Luxuries And Necessities

     Do you work in a “service” trade? That is: rather than making or enhancing physical goods, do you merely provide a convenient service to others, sparing those others the chore of doing whatever it is for themselves? No need to be shy about it. Many Americans are in that category.

     The “service economy” is largely a provider of luxuries. A luxury, colloquially speaking, is something you could forgo without impacting your ability to survive. You might not want to do without it – you might regard yourself as poorer for having lost it – but you’d get by even so.

     There’s a gray area between luxuries and necessities, of course.
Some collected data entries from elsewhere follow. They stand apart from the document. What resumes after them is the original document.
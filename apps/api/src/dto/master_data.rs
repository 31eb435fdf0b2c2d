use serde::{Deserialize, Serialize};
use ts_rs::TS;
use veritrail_core::AppResult;
use veritrail_domain::{
    MasterDataList, MasterDataListInput, MasterDataValueInput, SelectionMode,
};

/// API representation of one master data value.
#[derive(Debug, Serialize, Deserialize, TS)]
#[ts(
    export,
    export_to = "../../../../packages/api-types/src/generated/master-data-value-payload.ts"
)]
pub struct MasterDataValuePayload {
    /// Stable machine value.
    pub value: String,
    /// Human-readable label.
    pub label: String,
    /// Position within the list.
    pub sort_order: i32,
    /// Whether the value is offered for new selections.
    pub active: bool,
}

/// API representation of a master data list.
#[derive(Debug, Serialize, TS)]
#[ts(
    export,
    export_to = "../../../../packages/api-types/src/generated/master-data-list-response.ts"
)]
pub struct MasterDataListResponse {
    /// Stable machine name.
    pub name: String,
    /// Human-readable list title.
    pub display_name: String,
    /// Selection cardinality, single or multi.
    pub selection_mode: String,
    /// Member values ordered by sort order.
    pub values: Vec<MasterDataValuePayload>,
}

impl From<MasterDataList> for MasterDataListResponse {
    fn from(value: MasterDataList) -> Self {
        Self {
            name: value.name().to_owned(),
            display_name: value.display_name().as_str().to_owned(),
            selection_mode: value.selection_mode().as_str().to_owned(),
            values: value
                .values()
                .iter()
                .map(|member| MasterDataValuePayload {
                    value: member.value().to_owned(),
                    label: member.label().as_str().to_owned(),
                    sort_order: member.sort_order(),
                    active: member.active(),
                })
                .collect(),
        }
    }
}

/// Incoming payload for saving a master data list.
#[derive(Debug, Deserialize, TS)]
#[ts(
    export,
    export_to = "../../../../packages/api-types/src/generated/save-master-data-list-request.ts"
)]
pub struct SaveMasterDataListRequest {
    /// Stable machine name.
    pub name: String,
    /// Human-readable list title.
    pub display_name: String,
    /// Selection cardinality, single or multi.
    pub selection_mode: String,
    /// Member values.
    #[serde(default)]
    pub values: Vec<MasterDataValuePayload>,
}

impl SaveMasterDataListRequest {
    /// Validates the payload into a domain list.
    pub fn into_list(self) -> AppResult<MasterDataList> {
        let selection_mode: SelectionMode = self.selection_mode.parse()?;
        MasterDataList::new(MasterDataListInput {
            name: self.name,
            display_name: self.display_name,
            selection_mode,
            values: self
                .values
                .into_iter()
                .map(|member| MasterDataValueInput {
                    value: member.value,
                    label: member.label,
                    sort_order: member.sort_order,
                    active: member.active,
                })
                .collect(),
        })
    }
}
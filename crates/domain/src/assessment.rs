use std::str::FromStr;

use chrono::NaiveDate;
use serde::{Deserialize, Serialize};
use serde_json::Value;
use veritrail_core::{AppError, AppResult, NonEmptyString};

/// Kind of record an assessment targets.
#[derive(Debug, Clone, Copy, PartialEq, Eq, Hash, Serialize, Deserialize)]
#[serde(rename_all = "snake_case")]
pub enum AssessmentTarget {
    /// Assessment of a vendor.
    Vendor,
    /// Assessment of an AI agent.
    Agent,
}

impl AssessmentTarget {
    /// Returns a stable storage value for this target kind.
    #[must_use]
    pub fn as_str(&self) -> &'static str {
        match self {
            Self::Vendor => "vendor",
            Self::Agent => "agent",
        }
    }
}

impl FromStr for AssessmentTarget {
    type Err = AppError;

    fn from_str(value: &str) -> Result<Self, Self::Err> {
        match value {
            "vendor" => Ok(Self::Vendor),
            "agent" => Ok(Self::Agent),
            _ => Err(AppError::Validation(format!(
                "unknown assessment target '{value}'"
            ))),
        }
    }
}

/// Validated questionnaire assignment specification.
#[derive(Debug, Clone, PartialEq, Eq, Serialize, Deserialize)]
pub struct AssessmentAssignmentSpec {
    questionnaire_key: NonEmptyString,
    target: AssessmentTarget,
    target_id: String,
    assignee_subject: NonEmptyString,
    due_date: Option<NaiveDate>,
}

/// Input payload used to construct a validated assignment specification.
#[derive(Debug, Clone, PartialEq, Eq)]
pub struct AssessmentAssignmentSpecInput {
    /// Stable questionnaire key, e.g. `soc2_lite`.
    pub questionnaire_key: String,
    /// Kind of record assessed.
    pub target: AssessmentTarget,
    /// Identifier of the assessed record.
    pub target_id: String,
    /// Subject expected to complete the questionnaire.
    pub assignee_subject: String,
    /// Optional completion due date.
    pub due_date: Option<NaiveDate>,
}

impl AssessmentAssignmentSpec {
    /// Creates a validated assignment specification.
    pub fn new(input: AssessmentAssignmentSpecInput) -> AppResult<Self> {
        let AssessmentAssignmentSpecInput {
            questionnaire_key,
            target,
            target_id,
            assignee_subject,
            due_date,
        } = input;

        let target_id = target_id.trim().to_owned();
        if target_id.is_empty() {
            return Err(AppError::Validation(
                "assessment target_id must not be empty".to_owned(),
            ));
        }

        Ok(Self {
            questionnaire_key: NonEmptyString::new(questionnaire_key)?,
            target,
            target_id,
            assignee_subject: NonEmptyString::new(assignee_subject)?,
            due_date,
        })
    }

    /// Returns the questionnaire key.
    #[must_use]
    pub fn questionnaire_key(&self) -> &NonEmptyString {
        &self.questionnaire_key
    }

    /// Returns the kind of record assessed.
    #[must_use]
    pub fn target(&self) -> AssessmentTarget {
        self.target
    }

    /// Returns the identifier of the assessed record.
    #[must_use]
    pub fn target_id(&self) -> &str {
        self.target_id.as_str()
    }

    /// Returns the assignee subject.
    #[must_use]
    pub fn assignee_subject(&self) -> &NonEmptyString {
        &self.assignee_subject
    }

    /// Returns the optional completion due date.
    #[must_use]
    pub fn due_date(&self) -> Option<NaiveDate> {
        self.due_date
    }
}

/// Validates a submitted questionnaire response payload.
///
/// Responses are semi-structured: a non-empty JSON object keyed by question
/// identifier.
pub fn validate_responses(responses: &Value) -> AppResult<()> {
    let Some(map) = responses.as_object() else {
        return Err(AppError::Validation(
            "questionnaire responses must be a JSON object".to_owned(),
        ));
    };

    if map.is_empty() {
        return Err(AppError::Validation(
            "questionnaire responses must not be empty".to_owned(),
        ));
    }

    Ok(())
}

#[cfg(test)]
mod tests {
    use serde_json::json;

    use super::{
        AssessmentAssignmentSpec, AssessmentAssignmentSpecInput, AssessmentTarget,
        validate_responses,
    };

    fn input() -> AssessmentAssignmentSpecInput {
        AssessmentAssignmentSpecInput {
            questionnaire_key: "soc2_lite".to_owned(),
            target: AssessmentTarget::Vendor,
            target_id: "vendor-1".to_owned(),
            assignee_subject: "bob".to_owned(),
            due_date: None,
        }
    }

    #[test]
    fn blank_target_id_is_rejected() {
        let spec = AssessmentAssignmentSpec::new(AssessmentAssignmentSpecInput {
            target_id: "  ".to_owned(),
            ..input()
        });
        assert!(spec.is_err());
    }

    #[test]
    fn non_object_responses_are_rejected() {
        assert!(validate_responses(&json!(["a", "b"])).is_err());
    }

    #[test]
    fn empty_responses_are_rejected() {
        assert!(validate_responses(&json!({})).is_err());
    }

    #[test]
    fn object_responses_are_accepted() {
        assert!(validate_responses(&json!({"q1": "yes"})).is_ok());
    }
}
For example, many of us couldn’t keep our homes warm during the winter without the services provided by heating technicians. We don’t know how to service our furnaces. The knowledge of how they work and what they require to keep working has become a specialty of sorts. It isn’t secret, mind you, just not widely studied or acquired.

     Some services are pure luxuries. The folks at the fast-food joint who make hamburgers for you. The guys who deliver stuff from nearby stores right to your door. The gentleman who fills out your 1040A for you. You could do all that yourself, couldn’t you? Except for those who are physically or intellectually handicapped or wearing ankle monitors, of course.

     When times get tough, people cut back on their purchases of luxuries. Sometimes whole industries collapse for that reason. People who labor in those industries can have it very tough indeed, especially if they don’t have a second bow for their fiddles.

     Might you be one such?

***

     Things sometimes “move” – in people’s minds, at least – from the luxury to the necessity category. Consider Internet search engines, for example. Twenty-five years ago the phrase was understood by a handful of computer scientists. Today, if you were to need a phone number that you don’t currently have, how would you go about getting it? Phone companies no longer publish phone books, and people mostly don’t memorize phone numbers these days. Lack of access to a good search engine would be a major impediment.

     Now consider the Internet itself. The ‘Net makes so many kinds of commerce and communication effortless today that society itself would totter if we were deprived of it. I sell my novels over the ‘Net, with the help of Amazon. The C.S.O. does 80% of her work via the ‘Net. And may God help us if we were ever to run out of reading matter; we’d have to get into the car and drive to a bookstore. Are there any bookstores remaining? For that matter, will the car still start?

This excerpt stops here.